Two other Chroogomphus species with a morphology and coloration similar to C. vinicolor include C. rutilus and C. ochraceous. C. vinicolor is most reliably distinguished from these on the basis of having thick-walled cystidia (up to 5–7.5 μm at the widest part). The other two species have been separated on the basis of color, with C. ochraceous having brighter colors (yellowish-orange to ochraceous) than C. rutilus. Molecular analyses of European and North American collections suggest that C. rutilus is restricted to Europe, C. ochraceous only occurs in North America, and that cap coloration cannot be reliably used for species determination.

Another nearly identical species is C. jamaicensis, found in the Dominican Republic, Jamaica, and the Greater Antilles. It is distinguished microscopically by its slightly smaller spores measuring 17–20 by 4.5–6 μm, cystidia with more uniformly thickened walls up to 5 μm thick, and cuticular hyphae that measure 2–5 μm wide. The fruit bodies of C. pseudovinicolor are more robust, with wooly or scaly reddish stems up to 5 cm thick. Further, this species tends to produce spore prints that are greener than those of C. vinicolor. Another similar-looking species is C. tomentosus.

Some toxic Cortinarius species are similar in appearance, but can be recognized by their rusty brown spores.
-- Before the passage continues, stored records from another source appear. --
// SPDX-License-Identifier: AGPL-3.0-only
// Copyright (C) 2024 Jonathan Lee
// This program is free software: you can redistribute it and/or modify
// it under the terms of the GNU Affero General Public License version 3
// as published by the Free Software Foundation.
// This program is distributed in the hope that it will be useful,
// but WITHOUT ANY WARRANTY; without even the implied warranty of
// MERCHANTABILITY or FITNESS FOR A PARTICULAR PURPOSE.
// See the GNU Affero General Public License for more details.
// You should have received a copy of the GNU Affero General Public License
// along with this program. If not, see https://www.gnu.org/licenses/.

use savor::profile;
use savor::{Column, DataError, Dataset};
use std::io::Write;

fn write_csv(content: &str) -> tempfile::NamedTempFile {
    let mut file = tempfile::NamedTempFile::new().unwrap();
    file.write_all(content.as_bytes()).unwrap();
    file.flush().unwrap();
    file
}

#[test]
fn loads_and_normalises_the_source_format() {
    let file = write_csv(
        "name,online_order,book_table,rate,votes,location,cuisines,\"approx_cost(for two people)\",\"listed_in(type)\"\n\
         Jalsa,Yes,Yes,4.1/5,775,Banashankari,\"North Indian, Chinese\",\"1,200\",Buffet\n\
         Spice Elephant,Yes,No,NEW,787,Banashankari,Thai,800,Buffet\n",
    );
    let dataset = Dataset::from_csv_file(file.path()).unwrap();
    assert_eq!(dataset.len(), 2);
    assert_eq!(dataset.metadata().row_count, 2);
    assert!(dataset.metadata().source_path.is_some());

    let first = &dataset.records()[0];
    assert_eq!(first.name, "Jalsa");
    assert_eq!(first.rating, Some(4.1));
    assert_eq!(first.votes, Some(775));
    assert_eq!(first.cost_for_two, Some(1200.0));
    assert_eq!(first.cuisines.as_deref(), Some("North Indian, Chinese"));

    // "NEW" is not a rating; the row stays, the value goes missing.
    let second = &dataset.records()[1];
    assert_eq!(second.rating, None);
    assert_eq!(second.votes, Some(787));
}

#[test]
fn missing_optional_columns_are_tolerated() {
    let file = write_csv("name,rate\nOnly,3.5/5\n");
    let dataset = Dataset::from_csv_file(file.path()).unwrap();
    assert!(dataset.has_column(Column::Name));
    assert!(dataset.has_column(Column::Rating));
    assert!(!dataset.has_column(Column::Location));
    assert!(!dataset.has_column(Column::Cuisines));
    assert_eq!(dataset.records()[0].location, None);
}

#[test]
fn unknown_columns_are_ignored() {
    let file = write_csv("name,rate,mystery_column\nOnly,3.5/5,42\n");
    let dataset = Dataset::from_csv_file(file.path()).unwrap();
    assert_eq!(dataset.metadata().column_count, 2);
    assert_eq!(dataset.records()[0].rating, Some(3.5));
}

#[test]
fn header_only_file_is_an_empty_dataset() {
    let file = write_csv("name,rate,votes\n");
    let err = Dataset::from_csv_file(file.path()).unwrap_err();
    assert!(matches!(err, DataError::EmptyDataset));
}

#[test]
fn missing_file_reports_the_path() {
    let err = Dataset::from_csv_file("/nonexistent/restaurants.csv").unwrap_err();
    match err {
        DataError::DataFileError { path, .. } => {
            assert!(path.contains("restaurants.csv"));
        }
        other => panic!("unexpected error: {other:?}"),
    }
}

#[test]
fn summary_profiles_every_known_column() {
    let file = write_csv(
        "name,rate,votes\na,4.0/5,10\nb,NEW,20\nc,3.0/5,30\n",
    );
    let dataset = Dataset::from_csv_file(file.path()).unwrap();
    let summary = profile::summarize(&dataset);
    assert_eq!(summary.row_count, 3);
    assert_eq!(summary.columns.len(), Column::all().len());

    let rating = summary
        .columns
        .iter()
        .find(|c| c.column == Column::Rating)
        .unwrap();
    assert!(rating.present);
    assert_eq!(rating.non_missing, 2);
    assert_eq!(rating.missing, 1);
    let stats = rating.numeric.as_ref().unwrap();
    assert_eq!(stats.mean, Some(3.5));
    assert_eq!(stats.min, Some(3.0));
    assert_eq!(stats.max, Some(4.0));

    let location = summary
        .columns
        .iter()
        .find(|c| c.column == Column::Location)
        .unwrap();
    assert!(!location.present);

    let report = summary.report();
    assert!(report.contains("3 rows"));
    assert!(report.contains("not present"));

    let json = summary.export_json().unwrap();
    let parsed: serde_json::Value = serde_json::from_str(&json).unwrap();
    assert_eq!(parsed["row_count"], 3);
}

#[test]
fn numeric_iterators_skip_missing_values() {
    let file = write_csv(
        "name,rate,votes,approx_cost\na,4.0/5,10,100\nb,NEW,,\nc,2.5,30,\"1,500\"\n",
    );
    let dataset = Dataset::from_csv_file(file.path()).unwrap();
    assert_eq!(dataset.ratings().collect::<Vec<_>>(), vec![4.0, 2.5]);
    assert_eq!(dataset.votes().collect::<Vec<_>>(), vec![10, 30]);
    assert_eq!(dataset.costs().collect::<Vec<_>>(), vec![100.0, 1500.0]);
}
==Habitat and distribution==

The mycorrhizal fungus sometimes fruits singly, but more often in scattered or groups on the ground under pines and other conifers. Fruiting usually occurs in the cooler weather of later summer and autumn. In coastal California, however, fruiting occurs in winter. It is often found near Suillus luteus and S. brevipes, and is known to parasitize the mycelium of both those and the truffle-like Rhizopogon species. Chroogomphus vinicolor has a widespread range in North America, extending south to Mexico. It has also been recorded from the Dominican Republic.

==Potential uses==

Although the mushroom is edible, and is often free of insect damage, it is not highly recommended. It can serve as filler along with more flavorful mushrooms. The flavor may improve with drying. C. vinicolor mushrooms are sold in local markets at Tetela del Volcan in the state of Morelos, Mexico. There is a report of this species causing a contact dermatitis, in which an individual who had handled the mushroom developed a burning sensation in the eyes and an itchy rash on the eyelid after rubbing the eyes.